Information supplied:
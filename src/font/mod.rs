//! # Text Measurement
//!
//! The engine does not read font files. Glyph metrics come from a
//! [`TextMeasurer`] supplied by the caller, which answers one question: how
//! wide and how tall is this string in this span style?
//!
//! Every layout pass wraps the measurer in a [`MeasureCache`] so an
//! identical (text, style) pair is measured at most once per pass, and so
//! nonsense answers (NaN, negative sizes) are caught before they poison
//! layout.

use std::cell::RefCell;
use std::collections::HashMap;

use serde::{Deserialize, Serialize};

use crate::error::LayoutError;
use crate::style::{Color, Style};

/// Everything about a run of text that can change its rendered size or look.
#[derive(Debug, Clone, PartialEq, Serialize, Deserialize)]
#[serde(rename_all = "camelCase")]
pub struct SpanStyle {
    pub font: String,
    pub size: f64,
    pub bold: bool,
    pub italic: bool,
    pub color: Color,
}

impl SpanStyle {
    /// The span style of un-emphasized text in a paragraph style.
    pub fn from_style(style: &Style) -> Self {
        Self {
            font: style.font.clone(),
            size: style.size,
            bold: style.bold,
            italic: style.italic,
            color: style.color,
        }
    }
}

/// Size of a measured run of text, in points.
#[derive(Debug, Clone, Copy, PartialEq)]
pub struct TextMetrics {
    pub width: f64,
    pub line_height: f64,
}

/// The glyph-metrics collaborator.
///
/// Implementations must be pure: the same text and style always produce the
/// same metrics within a pass.
pub trait TextMeasurer {
    fn measure(&self, text: &str, style: &SpanStyle) -> TextMetrics;
}

#[derive(Debug, Clone, Hash, PartialEq, Eq)]
struct MeasureKey {
    text: String,
    font: String,
    size_bits: u64,
    bold: bool,
    italic: bool,
}

impl MeasureKey {
    fn new(text: &str, style: &SpanStyle) -> Self {
        Self {
            text: text.to_string(),
            font: style.font.clone(),
            size_bits: style.size.to_bits(),
            bold: style.bold,
            italic: style.italic,
        }
    }
}

/// Per-pass memoizing front for a [`TextMeasurer`].
pub struct MeasureCache<'m> {
    measurer: &'m dyn TextMeasurer,
    entries: RefCell<HashMap<MeasureKey, TextMetrics>>,
}

impl<'m> MeasureCache<'m> {
    pub fn new(measurer: &'m dyn TextMeasurer) -> Self {
        Self {
            measurer,
            entries: RefCell::new(HashMap::new()),
        }
    }

    /// Measure `text`, consulting the cache first.
    ///
    /// Fails with [`LayoutError::UnmeasurableContent`] when the measurer
    /// reports a non-finite or negative size.
    pub fn measure(&self, text: &str, style: &SpanStyle) -> Result<TextMetrics, LayoutError> {
        let key = MeasureKey::new(text, style);
        if let Some(metrics) = self.entries.borrow().get(&key) {
            return Ok(*metrics);
        }

        log::trace!("measuring {:?} in {} {}pt", text, style.font, style.size);
        let metrics = self.measurer.measure(text, style);
        let valid = |v: f64| v.is_finite() && v >= 0.0;
        if !valid(metrics.width) || !valid(metrics.line_height) {
            return Err(LayoutError::UnmeasurableContent {
                text: text.to_string(),
                width: metrics.width,
                line_height: metrics.line_height,
            });
        }

        self.entries.borrow_mut().insert(key, metrics);
        Ok(metrics)
    }

    /// Number of distinct (text, style) pairs measured so far.
    pub fn len(&self) -> usize {
        self.entries.borrow().len()
    }

    pub fn is_empty(&self) -> bool {
        self.entries.borrow().is_empty()
    }

    pub fn measurer(&self) -> &'m dyn TextMeasurer {
        self.measurer
    }
}

/// Every character advances by the same fraction of the font size. Exact and
/// predictable, which makes it the measurer of choice in tests.
#[derive(Debug, Clone, Copy)]
pub struct MonospaceMeasurer {
    /// Advance per character, in ems.
    pub advance: f64,
}

impl Default for MonospaceMeasurer {
    fn default() -> Self {
        Self { advance: 0.5 }
    }
}

impl TextMeasurer for MonospaceMeasurer {
    fn measure(&self, text: &str, style: &SpanStyle) -> TextMetrics {
        TextMetrics {
            width: text.chars().count() as f64 * self.advance * style.size,
            line_height: style.size,
        }
    }
}

/// Rough proportional metrics in the spirit of Helvetica's width table:
/// narrow punctuation, wide capitals, full-width CJK. Good enough for
/// previews when no real font metrics are available.
#[derive(Debug, Clone, Copy, Default)]
pub struct ApproximateMeasurer;

impl ApproximateMeasurer {
    fn char_em(ch: char) -> f64 {
        match ch {
            ' ' | '\u{00A0}' => 0.278,
            'i' | 'j' | 'l' | '.' | ',' | ':' | ';' | '!' | '|' | '\'' => 0.222,
            'f' | 't' | 'r' | 'I' | '(' | ')' | '[' | ']' | '-' | '/' => 0.333,
            'm' | 'w' => 0.833,
            'M' | 'W' => 0.889,
            '0'..='9' => 0.556,
            'A'..='Z' => 0.667,
            '\u{1100}'..='\u{11FF}'
            | '\u{2E80}'..='\u{9FFF}'
            | '\u{AC00}'..='\u{D7AF}'
            | '\u{F900}'..='\u{FAFF}'
            | '\u{FF00}'..='\u{FF60}' => 1.0,
            _ => 0.5,
        }
    }
}

impl TextMeasurer for ApproximateMeasurer {
    fn measure(&self, text: &str, style: &SpanStyle) -> TextMetrics {
        let em: f64 = text.chars().map(Self::char_em).sum();
        let weight = if style.bold { 1.05 } else { 1.0 };
        TextMetrics {
            width: em * style.size * weight,
            line_height: style.size,
        }
    }
}

#[cfg(test)]
mod tests {
    use super::*;
    use std::cell::Cell;

    struct CountingMeasurer {
        calls: Cell<usize>,
    }

    impl TextMeasurer for CountingMeasurer {
        fn measure(&self, text: &str, style: &SpanStyle) -> TextMetrics {
            self.calls.set(self.calls.get() + 1);
            MonospaceMeasurer::default().measure(text, style)
        }
    }

    struct BrokenMeasurer;

    impl TextMeasurer for BrokenMeasurer {
        fn measure(&self, _text: &str, _style: &SpanStyle) -> TextMetrics {
            TextMetrics {
                width: f64::NAN,
                line_height: 10.0,
            }
        }
    }

    fn span() -> SpanStyle {
        SpanStyle::from_style(&Style::default())
    }

    #[test]
    fn identical_pairs_are_measured_once() {
        let measurer = CountingMeasurer { calls: Cell::new(0) };
        let cache = MeasureCache::new(&measurer);
        let style = span();
        for _ in 0..5 {
            cache.measure("hello", &style).unwrap();
        }
        let bold = SpanStyle { bold: true, ..span() };
        cache.measure("hello", &bold).unwrap();
        assert_eq!(measurer.calls.get(), 2);
        assert_eq!(cache.len(), 2);
    }

    #[test]
    fn non_finite_metrics_are_rejected() {
        let cache = MeasureCache::new(&BrokenMeasurer);
        let err = cache.measure("x", &span()).unwrap_err();
        assert!(matches!(err, LayoutError::UnmeasurableContent { .. }));
    }

    #[test]
    fn monospace_width_is_exact() {
        let m = MonospaceMeasurer::default();
        let metrics = m.measure("abcd", &span());
        assert_eq!(metrics.width, 4.0 * 0.5 * 10.0);
        assert_eq!(metrics.line_height, 10.0);
    }

    #[test]
    fn approximate_measurer_orders_widths_sensibly() {
        let m = ApproximateMeasurer;
        let style = span();
        let narrow = m.measure("iiii", &style).width;
        let wide = m.measure("MMMM", &style).width;
        let hangul = m.measure("한글", &style).width;
        assert!(narrow < wide);
        assert_eq!(hangul, 2.0 * style.size);
    }
}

Assignment: Where a line in the material above holds "font", copy that line.

Response to the exercise:
filename src/font/mod.rs
//! The engine does not read font files. Glyph metrics come from a
    pub font: String,
            font: style.font.clone(),
    font: String,
            font: style.font.clone(),
        log::trace!("measuring {:?} in {} {}pt", text, style.font, style.size);
/// Every character advances by the same fraction of the font size. Exact and
/// previews when no real font metrics are available.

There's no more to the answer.